Noe Valley Voice September 2000

Dan's Auto Throws in the Towel

By Suzanne Herel

When the McCarthy family opened a gas station on land they owned near the corner of 24th and Vicksburg streets, Herbert Hoover was president, the country was in a depression, and full-service attendants still checked your oil.

Now, after hosting a neighborhood fixture for 70 years, the McCarthys' plot is for sale.

The development possibilities range from condos to retail shops to parking. Only one thing's for sure: You won't be able to get your car fixed there anymore.

In August, Dan's Auto Service -- which had leased the land for 15 years -- surprised locals by closing suddenly, leaving only a note on the door directing customers to another shop.

Wayne Rosemont, owner of the business that provided automotive repair and service (he stopped selling gas seven years ago), said high costs of everything from rent to payroll drove him to close.

"I feel like I'm a victim of overhead," said Rosemont, adding that it wasn't an easy decision. "I'm very sad. I can't sleep," he said. "I see customers, and they're emotional, too."

The handwritten sign on the door cited "high rent" as the reason for closing, but members of the McCarthy family said they had not raised the rent in eight years. Last year, the family bumped it up from $7,050 to $7,550, said Fred Hornblower, who married into the McCarthy family.

"The letter on the door was a lot of malarkey," Hornblower said.

No sooner had Dan's closed than merchants -- always looking to increase parking on 24th Street -- began talking about the possibility of turning the four-lot parcel into a parking lot or garage.

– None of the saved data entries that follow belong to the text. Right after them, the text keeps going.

//! Locale-aware parsing of exact decimal numerals.
//!
//! The classifier never inspects locales itself; it asks the [`DecimalParser`]
//! held by the inference options. `en-US` (and bare `en`) uses the plain rule:
//! every `,` is dropped and the remainder must be a `.`-separated numeral.
//! Other locales use their own decimal and grouping separators, with grouping
//! only allowed in the integral part.

use std::{fmt, sync::Arc};

use crate::types::DecimalSpec;

/// Digit count and scale of a parsed numeral, the way an arbitrary precision
/// decimal reports them: `1.50` is precision 3, scale 2 and `1E5` is precision 1,
/// scale -5.
#[derive(Debug, Clone, Copy, PartialEq, Eq)]
pub struct Numeral {
    pub precision: u32,
    pub scale: i64,
}

impl Numeral {
    /// Decimal column type able to hold this numeral, if it fits under
    /// `max_precision`. Negative scales are folded into the precision. Numerals
    /// with fractional digits only qualify when `allow_fraction` is set.
    pub fn as_decimal(&self, max_precision: u32, allow_fraction: bool) -> Option<DecimalSpec> {
        if self.scale > 0 && !allow_fraction {
            return None;
        }
        let (precision, scale) = if self.scale <= 0 {
            (i64::from(self.precision) - self.scale, 0)
        } else {
            (i64::from(self.precision).max(self.scale), self.scale)
        };
        if precision > i64::from(max_precision) {
            return None;
        }
        Some(DecimalSpec {
            precision: u32::try_from(precision).ok()?,
            scale: u32::try_from(scale).ok()?,
        })
    }
}

pub trait DecimalParser: fmt::Debug + Send + Sync {
    /// Canonical locale id this parser was built for.
    fn locale(&self) -> &str;

    fn parse(&self, text: &str) -> Option<Numeral>;
}

/// `en-US` rule: thousands commas are ignored wherever they appear.
#[derive(Debug, Clone)]
pub struct PlainDecimalParser;

impl DecimalParser for PlainDecimalParser {
    fn locale(&self) -> &str {
        "en-US"
    }

    fn parse(&self, text: &str) -> Option<Numeral> {
        if text.contains(',') {
            let stripped: String = text.chars().filter(|c| *c != ',').collect();
            scan_numeral(&stripped, '.', &[])
        } else {
            scan_numeral(text, '.', &[])
        }
    }
}

#[derive(Debug, Clone)]
pub struct LocaleDecimalParser {
    locale: String,
    decimal_separator: char,
    grouping: &'static [char],
}

impl LocaleDecimalParser {
    pub fn new(
        locale: impl Into<String>,
        decimal_separator: char,
        grouping: &'static [char],
    ) -> Self {
        Self {
            locale: locale.into(),
            decimal_separator,
            grouping,
        }
    }
}

impl DecimalParser for LocaleDecimalParser {
    fn locale(&self) -> &str {
        &self.locale
    }

    fn parse(&self, text: &str) -> Option<Numeral> {
        scan_numeral(text, self.decimal_separator, self.grouping)
    }
}

const COMMA_GROUPING: &[char] = &[','];
const DOT_GROUPING: &[char] = &['.'];
const SPACE_GROUPING: &[char] = &[' ', '\u{00A0}', '\u{202F}'];
const APOSTROPHE_GROUPING: &[char] = &['\'', '\u{2019}'];

const DOT_DECIMAL_LANGUAGES: &[&str] = &["en", "ja", "zh", "ko", "th", "he", "hi", "ms"];
const COMMA_DECIMAL_DOT_GROUPING_LANGUAGES: &[&str] = &[
    "de", "es", "it", "nl", "pt", "id", "tr", "da", "el", "ro", "hr", "sl", "sr", "is",
];
const COMMA_DECIMAL_SPACE_GROUPING_LANGUAGES: &[&str] = &[
    "fr", "ru", "pl", "cs", "sk", "sv", "fi", "nb", "no", "uk", "hu", "bg", "lt", "lv", "et",
];

/// Normalizes `de_de`, `DE-de` and friends to `de-DE`.
pub fn canonical_locale_id(locale: &str) -> Option<String> {
    let mut parts = locale.trim().split(['-', '_']);
    let language = parts.next()?.to_ascii_lowercase();
    if language.len() < 2 || !language.chars().all(|c| c.is_ascii_alphabetic()) {
        return None;
    }
    match parts.next() {
        Some(region) if !region.is_empty() => {
            if parts.next().is_some() {
                return None;
            }
            Some(format!("{language}-{}", region.to_ascii_uppercase()))
        }
        Some(_) => None,
        None => Some(language),
    }
}

/// Builds the decimal grammar for a locale id, or `None` for an unknown locale.
pub fn decimal_parser_for_locale(locale: &str) -> Option<Arc<dyn DecimalParser>> {
    let canonical = canonical_locale_id(locale)?;
    let (language, region) = match canonical.split_once('-') {
        Some((language, region)) => (language, Some(region)),
        None => (canonical.as_str(), None),
    };

    let parser: Arc<dyn DecimalParser> = match (language, region) {
        ("en", None | Some("US")) => Arc::new(PlainDecimalParser),
        ("de" | "it" | "fr", Some("CH" | "LI")) => Arc::new(LocaleDecimalParser::new(
            canonical.clone(),
            '.',
            APOSTROPHE_GROUPING,
        )),
        ("es", Some("MX" | "US")) => {
            Arc::new(LocaleDecimalParser::new(canonical.clone(), '.', COMMA_GROUPING))
        }
        (lang, _) if DOT_DECIMAL_LANGUAGES.contains(&lang) => {
            Arc::new(LocaleDecimalParser::new(canonical.clone(), '.', COMMA_GROUPING))
        }
        (lang, _) if COMMA_DECIMAL_DOT_GROUPING_LANGUAGES.contains(&lang) => {
            Arc::new(LocaleDecimalParser::new(canonical.clone(), ',', DOT_GROUPING))
        }
        (lang, _) if COMMA_DECIMAL_SPACE_GROUPING_LANGUAGES.contains(&lang) => {
            Arc::new(LocaleDecimalParser::new(canonical.clone(), ',', SPACE_GROUPING))
        }
        _ => return None,
    };
    Some(parser)
}

fn scan_numeral(value: &str, decimal_separator: char, grouping: &[char]) -> Option<Numeral> {
    let mut mantissa = String::with_capacity(value.len());
    let mut exponent = String::new();
    let mut in_exponent = false;
    let mut exponent_sign_allowed = false;
    let mut decimal_index: Option<usize> = None;
    let mut sign_consumed = false;
    let mut pending_group = false;

    for ch in value.chars() {
        match ch {
            '0'..='9' => {
                if in_exponent {
                    exponent.push(ch);
                } else {
                    mantissa.push(ch);
                }
                pending_group = false;
            }
            c if c == decimal_separator => {
                if in_exponent || decimal_index.is_some() || pending_group {
                    return None;
                }
                decimal_index = Some(mantissa.len());
            }
            c if grouping.contains(&c) => {
                if in_exponent || decimal_index.is_some() || mantissa.is_empty() || pending_group
                {
                    return None;
                }
                pending_group = true;
            }
            'e' | 'E' => {
                if in_exponent || mantissa.is_empty() || pending_group {
                    return None;
                }
                in_exponent = true;
                exponent_sign_allowed = true;
                continue;
            }
            '+' | '-' => {
                if in_exponent && exponent_sign_allowed {
                    exponent.push(ch);
                    exponent_sign_allowed = false;
                } else if !in_exponent
                    && mantissa.is_empty()
                    && decimal_index.is_none()
                    && !sign_consumed
                {
                    sign_consumed = true;
                } else {
                    return None;
                }
                continue;
            }
            _ => return None,
        }
        exponent_sign_allowed = false;
    }

    if mantissa.is_empty() || pending_group {
        return None;
    }

    let exponent_value = if in_exponent {
        if !exponent.chars().any(|c| c.is_ascii_digit()) {
            return None;
        }
        i64::from(exponent.parse::<i32>().ok()?)
    } else {
        0
    };

    let fraction_digits = decimal_index.map(|pos| mantissa.len() - pos).unwrap_or(0);
    let significant = mantissa.trim_start_matches('0');
    let precision = u32::try_from(significant.len().max(1)).ok()?;
    let scale = i64::try_from(fraction_digits).ok()? - exponent_value;

    Some(Numeral { precision, scale })
}

#[cfg(test)]
mod tests {
    use super::*;

    fn numeral(precision: u32, scale: i64) -> Option<Numeral> {
        Some(Numeral { precision, scale })
    }

    #[test]
    fn plain_parser_reports_precision_and_scale() {
        let parser = PlainDecimalParser;
        assert_eq!(parser.parse("100"), numeral(3, 0));
        assert_eq!(parser.parse("-1.50"), numeral(3, 2));
        assert_eq!(parser.parse("0.05"), numeral(1, 2));
        assert_eq!(parser.parse("1E5"), numeral(1, -5));
        assert_eq!(parser.parse("1.5e+3"), numeral(2, -2));
        assert_eq!(parser.parse("12,345,678"), numeral(8, 0));
    }

    #[test]
    fn plain_parser_rejects_malformed_numerals() {
        let parser = PlainDecimalParser;
        for token in ["", "-", "1.2.3", "3.4.5", "1e", "e5", "1-2", "abc", "1 000", "--1"] {
            assert_eq!(parser.parse(token), None, "token {token:?}");
        }
    }

    #[test]
    fn german_locale_swaps_separators() {
        let parser = decimal_parser_for_locale("de_DE").expect("known locale");
        assert_eq!(parser.locale(), "de-DE");
        assert_eq!(parser.parse("1.234.567"), numeral(7, 0));
        assert_eq!(parser.parse("1.234,5"), numeral(5, 1));
        assert_eq!(parser.parse("1,2,3"), None);
        assert_eq!(parser.parse("1.234,"), numeral(4, 0));
        assert_eq!(parser.parse("1."), None);
    }

    #[test]
    fn french_locale_groups_with_spaces() {
        let parser = decimal_parser_for_locale("fr-FR").expect("known locale");
        assert_eq!(parser.parse("1 234,25"), numeral(6, 2));
        assert_eq!(parser.parse("1\u{202F}234"), numeral(4, 0));
        assert_eq!(parser.parse("1.5"), None);
    }

    #[test]
    fn unknown_locales_are_rejected() {
        assert!(decimal_parser_for_locale("xx-YY").is_none());
        assert!(decimal_parser_for_locale("").is_none());
        assert!(decimal_parser_for_locale("en-US-x").is_none());
        assert_eq!(
            decimal_parser_for_locale("EN").expect("english").locale(),
            "en-US"
        );
    }

    #[test]
    fn numerals_map_to_decimal_specs() {
        let whole = Numeral {
            precision: 3,
            scale: -2,
        };
        assert_eq!(
            whole.as_decimal(38, false),
            Some(DecimalSpec {
                precision: 5,
                scale: 0
            })
        );
        let fractional = Numeral {
            precision: 1,
            scale: 2,
        };
        assert_eq!(fractional.as_decimal(38, false), None);
        assert_eq!(
            fractional.as_decimal(38, true),
            Some(DecimalSpec {
                precision: 2,
                scale: 2
            })
        );
        let huge = Numeral {
            precision: 1,
            scale: -40,
        };
        assert_eq!(huge.as_decimal(38, false), None);
    }
}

"It's the only place large enough," said Bob Roddick, president of the Noe Valley Merchants and Professionals Association. In fact, he said, "we have targeted that area for a parking garage for years."

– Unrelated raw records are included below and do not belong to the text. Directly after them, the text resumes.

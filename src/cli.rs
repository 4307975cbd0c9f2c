use std::path::PathBuf;

use clap::{Args, Parser, Subcommand, ValueEnum};

use crate::{options::InferConfig, schema::SchemaFormat};

#[derive(Debug, Parser)]
#[command(author, version, about = "Infer column types from tabular data", long_about = None)]
pub struct Cli {
    #[command(subcommand)]
    pub command: Commands,
}

#[derive(Debug, Subcommand)]
pub enum Commands {
    /// Scan a delimited file and write the inferred schema
    Infer(InferArgs),
    /// Validate an inference configuration file
    CheckConfig(CheckConfigArgs),
}

#[derive(Debug, Clone, Copy, ValueEnum, PartialEq, Eq)]
#[value(rename_all = "kebab-case")]
pub enum OutputFormat {
    Yaml,
    Json,
}

impl From<OutputFormat> for SchemaFormat {
    fn from(format: OutputFormat) -> Self {
        match format {
            OutputFormat::Yaml => SchemaFormat::Yaml,
            OutputFormat::Json => SchemaFormat::Json,
        }
    }
}

#[derive(Debug, Args)]
pub struct InferArgs {
    /// Input CSV file to scan ('-' reads stdin)
    #[arg(short = 'i', long = "input")]
    pub input: PathBuf,
    /// Destination schema file (stdout if omitted)
    #[arg(short = 'o', long = "output")]
    pub output: Option<PathBuf>,
    /// Schema format; defaults to the output extension, else YAML
    #[arg(long, value_enum)]
    pub format: Option<OutputFormat>,
    /// YAML file with inference settings
    #[arg(long)]
    pub config: Option<PathBuf>,
    /// CSV delimiter character (supports ',', 'tab', ';', '|')
    #[arg(long, value_parser = parse_delimiter)]
    pub delimiter: Option<u8>,
    /// Character encoding of the input file (defaults to utf-8)
    #[arg(long = "input-encoding")]
    pub input_encoding: Option<String>,
    /// Treat the first record as data and name columns column_1..column_n
    #[arg(long = "no-header")]
    pub no_header: bool,
    /// Number of rows to scan (0 means full scan)
    #[arg(long)]
    pub sample_rows: Option<usize>,
    /// Token treated as a missing value
    #[arg(long)]
    pub null_value: Option<String>,
    /// Locale governing decimal and grouping separators, e.g. de-DE
    #[arg(long)]
    pub decimal_locale: Option<String>,
    /// chrono strftime pattern for timestamp columns
    #[arg(long)]
    pub timestamp_format: Option<String>,
    /// Time zone for timestamps without an offset (UTC, Europe/Paris or +HH:MM)
    #[arg(long)]
    pub time_zone: Option<String>,
    /// Locale of timestamp text; month and weekday names parse in English only
    #[arg(long)]
    pub timestamp_locale: Option<String>,
    /// Type fractional numerals as decimals instead of doubles
    #[arg(long)]
    pub prefers_decimal: bool,
    /// Skip the scan and type every column as text
    #[arg(long = "no-infer")]
    pub no_infer: bool,
    /// Scan rows on the rayon thread pool
    #[arg(long)]
    pub parallel: bool,
}

impl InferArgs {
    /// Applies command-line overrides on top of a loaded configuration.
    pub fn apply_overrides(&self, config: &mut InferConfig) {
        if let Some(rows) = self.sample_rows {
            config.sample_rows = rows;
        }
        if let Some(token) = &self.null_value {
            config.null_value = token.clone();
        }
        if let Some(locale) = &self.decimal_locale {
            config.decimal_locale = locale.clone();
        }
        if let Some(pattern) = &self.timestamp_format {
            config.timestamp_format = Some(pattern.clone());
        }
        if let Some(zone) = &self.time_zone {
            config.time_zone = zone.clone();
        }
        if let Some(locale) = &self.timestamp_locale {
            config.timestamp_locale = locale.clone();
        }
        if self.prefers_decimal {
            config.prefers_decimal = true;
        }
        if self.no_infer {
            config.infer_schema = false;
        }
    }
}

#[derive(Debug, Args)]
pub struct CheckConfigArgs {
    /// YAML file with inference settings
    #[arg(long)]
    pub config: PathBuf,
}

pub fn parse_delimiter(value: &str) -> Result<u8, String> {
    match value {
        "tab" | "\t" => Ok(b'\t'),
        "comma" | "," => Ok(b','),
        "|" | "pipe" => Ok(b'|'),
        ";" | "semicolon" => Ok(b';'),
        other => {
            let mut chars = other.chars();
            let first = chars
                .next()
                .ok_or_else(|| "Delimiter cannot be empty".to_string())?;
            if chars.next().is_some() {
                return Err("Delimiter must be a single character".to_string());
            }
            if !first.is_ascii() {
                return Err("Delimiter must be ASCII".to_string());
            }
            Ok(first as u8)
        }
    }
}

#[cfg(test)]
mod tests {
    use super::*;

    #[test]
    fn delimiter_names_and_characters_parse() {
        assert_eq!(parse_delimiter("tab"), Ok(b'\t'));
        assert_eq!(parse_delimiter("pipe"), Ok(b'|'));
        assert_eq!(parse_delimiter(":"), Ok(b':'));
        assert!(parse_delimiter("").is_err());
        assert!(parse_delimiter("ab").is_err());
        assert!(parse_delimiter("§").is_err());
    }

    #[test]
    fn overrides_take_precedence_over_config() {
        let cli = Cli::parse_from([
            "sheet-infer",
            "infer",
            "-i",
            "data.csv",
            "--null-value",
            "NA",
            "--decimal-locale",
            "de-DE",
            "--sample-rows",
            "10",
            "--time-zone",
            "Europe/Paris",
            "--timestamp-locale",
            "fr-FR",
            "--no-infer",
        ]);
        let Commands::Infer(args) = cli.command else {
            panic!("expected infer command");
        };
        let mut config = InferConfig {
            null_value: "-".to_string(),
            prefers_decimal: true,
            ..InferConfig::default()
        };
        args.apply_overrides(&mut config);
        assert_eq!(config.null_value, "NA");
        assert_eq!(config.decimal_locale, "de-DE");
        assert_eq!(config.sample_rows, 10);
        assert_eq!(config.time_zone, "Europe/Paris");
        assert_eq!(config.timestamp_locale, "fr-FR");
        assert!(!config.infer_schema);
        assert!(config.prefers_decimal);
    }
}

Roddick has asked Supervisor Mark Leno to look into having the city purchase the land.

Leno said that one option might be to have the city build a ground-floor or underground garage and top it with affordable housing units. He said he'd be meeting with the city's director of parking and traffic and the mayor's office of housing to discuss the idea. "I think we need to move pretty quickly," Leno said.

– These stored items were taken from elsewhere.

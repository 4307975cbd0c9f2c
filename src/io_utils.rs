//! Delimited-text row source feeding the inference scan.
//!
//! - **Delimiter resolution**: `.tsv` inputs default to tab, everything else to
//!   comma, unless overridden.
//! - **Encoding**: fields are decoded with `encoding_rs`, defaulting to UTF-8.
//!   Fields that fail to decode become [`RawValue::Error`] cells and are counted.
//! - **stdin**: the `-` path reads from standard input.
//! - **Ragged rows**: the reader is flexible, so short and long records reach
//!   the scan as-is.

use std::{
    fs::File,
    io::{BufReader, Read},
    path::Path,
};

use anyhow::{Context, Result, anyhow};
use encoding_rs::{Encoding, UTF_8};

use crate::value::{RawValue, Row};

pub const DEFAULT_CSV_DELIMITER: u8 = b',';
pub const DEFAULT_TSV_DELIMITER: u8 = b'\t';

pub fn is_dash(path: &Path) -> bool {
    path == Path::new("-")
}

pub fn resolve_encoding(label: Option<&str>) -> Result<&'static Encoding> {
    if let Some(value) = label {
        Encoding::for_label(value.trim().as_bytes())
            .ok_or_else(|| anyhow!("Unknown encoding '{value}'"))
    } else {
        Ok(UTF_8)
    }
}

pub fn resolve_input_delimiter(path: &Path, provided: Option<u8>) -> u8 {
    provided.unwrap_or_else(|| match path.extension().and_then(|ext| ext.to_str()) {
        Some(ext) if ext.eq_ignore_ascii_case("tsv") => DEFAULT_TSV_DELIMITER,
        _ => DEFAULT_CSV_DELIMITER,
    })
}

pub fn open_csv_reader<R>(reader: R, delimiter: u8) -> csv::Reader<R>
where
    R: Read,
{
    let mut builder = csv::ReaderBuilder::new();
    builder
        .has_headers(false)
        .delimiter(delimiter)
        .double_quote(true)
        .flexible(true);
    builder.from_reader(reader)
}

pub fn decode_bytes(bytes: &[u8], encoding: &'static Encoding) -> Result<String> {
    let (text, _, had_errors) = encoding.decode(bytes);
    if had_errors {
        Err(anyhow!(
            "Failed to decode text with encoding {}",
            encoding.name()
        ))
    } else {
        Ok(text.into_owned())
    }
}

pub fn generate_field_names(count: usize) -> Vec<String> {
    (1..=count).map(|idx| format!("column_{idx}")).collect()
}

/// Iterator over the data rows of a delimited source.
pub struct CsvRowSource {
    reader: csv::Reader<Box<dyn Read>>,
    encoding: &'static Encoding,
    headers: Vec<String>,
    pending: Option<Row>,
    record: csv::ByteRecord,
    decode_errors: usize,
}

impl CsvRowSource {
    pub fn open(
        path: &Path,
        delimiter: u8,
        encoding: &'static Encoding,
        has_headers: bool,
    ) -> Result<Self> {
        let reader: Box<dyn Read> = if is_dash(path) {
            Box::new(std::io::stdin().lock())
        } else {
            Box::new(BufReader::new(
                File::open(path).with_context(|| format!("Opening input file {path:?}"))?,
            ))
        };
        Self::from_reader(reader, delimiter, encoding, has_headers)
    }

    pub fn from_reader(
        reader: Box<dyn Read>,
        delimiter: u8,
        encoding: &'static Encoding,
        has_headers: bool,
    ) -> Result<Self> {
        let mut source = Self {
            reader: open_csv_reader(reader, delimiter),
            encoding,
            headers: Vec::new(),
            pending: None,
            record: csv::ByteRecord::new(),
            decode_errors: 0,
        };
        if !source.read_next()? {
            return Ok(source);
        }
        if has_headers {
            source.headers = source
                .record
                .iter()
                .map(|field| decode_bytes(field, encoding))
                .collect::<Result<Vec<_>>>()
                .context("Decoding header row")?;
        } else {
            source.headers = generate_field_names(source.record.len());
            source.pending = Some(source.decode_current());
        }
        Ok(source)
    }

    pub fn headers(&self) -> &[String] {
        &self.headers
    }

    pub fn decode_errors(&self) -> usize {
        self.decode_errors
    }

    fn read_next(&mut self) -> Result<bool> {
        self.reader
            .read_byte_record(&mut self.record)
            .context("Reading CSV record")
    }

    fn decode_current(&mut self) -> Row {
        let mut row = Vec::with_capacity(self.record.len());
        for field in self.record.iter() {
            if field.is_empty() {
                row.push(RawValue::Blank);
                continue;
            }
            match decode_bytes(field, self.encoding) {
                Ok(text) => row.push(RawValue::Text(text)),
                Err(_) => {
                    self.decode_errors += 1;
                    row.push(RawValue::Error);
                }
            }
        }
        row
    }
}

impl Iterator for CsvRowSource {
    type Item = Result<Row>;

    fn next(&mut self) -> Option<Self::Item> {
        if let Some(row) = self.pending.take() {
            return Some(Ok(row));
        }
        match self.read_next() {
            Ok(true) => Some(Ok(self.decode_current())),
            Ok(false) => None,
            Err(err) => Some(Err(err)),
        }
    }
}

Roddick has already started lobbying. "Parking is a major issue," he said. Developing a lot or garage "would be far better than letting a contractor develop every square inch."

Years ago, the merchants banded together for a similar project. They bought the land next to Hopwell's Restaurant (across from the Coyote bar) and sold it to the city to create a small metered lot.

But times -- and real estate prices -- have changed, and Hornblower is skeptical that the city would be able to afford such a project.

"If anyone buys it, they would most likely put in stores and condos," he said, perhaps similar to the ones developed next to Bell Market.

Hornblower said the land, which had been contaminated for years by underground gas tanks, is finally at a point where it can be developed. Environmental cleanup is just about complete, he said.

The closure has Noe Valley Auto Works, a 24th Street neighbor, scrambling to keep up with demand, said that shop's owner, Richard Yee. "The phone is ringing off the hook," he said. "We're turning work away."

Yee said he was sorry to see Dan's go. "It's a shame. It really worked out well having two shops on the street," he said.

Hans Art Automotive, to which Rosemont recommended his customers, also is seeing an increase in business. "The closing caught a lot of people by surprise," said owner Hans Art, who lives in Noe Valley.

One of those people is Sydney Mealley, a hairstylist at Heads Up Hair Care at Castro and 24th streets and a longtime Dan's customer.

"Bit by bit, we're losing that neighborhood feel," she said. "I'm going to miss him."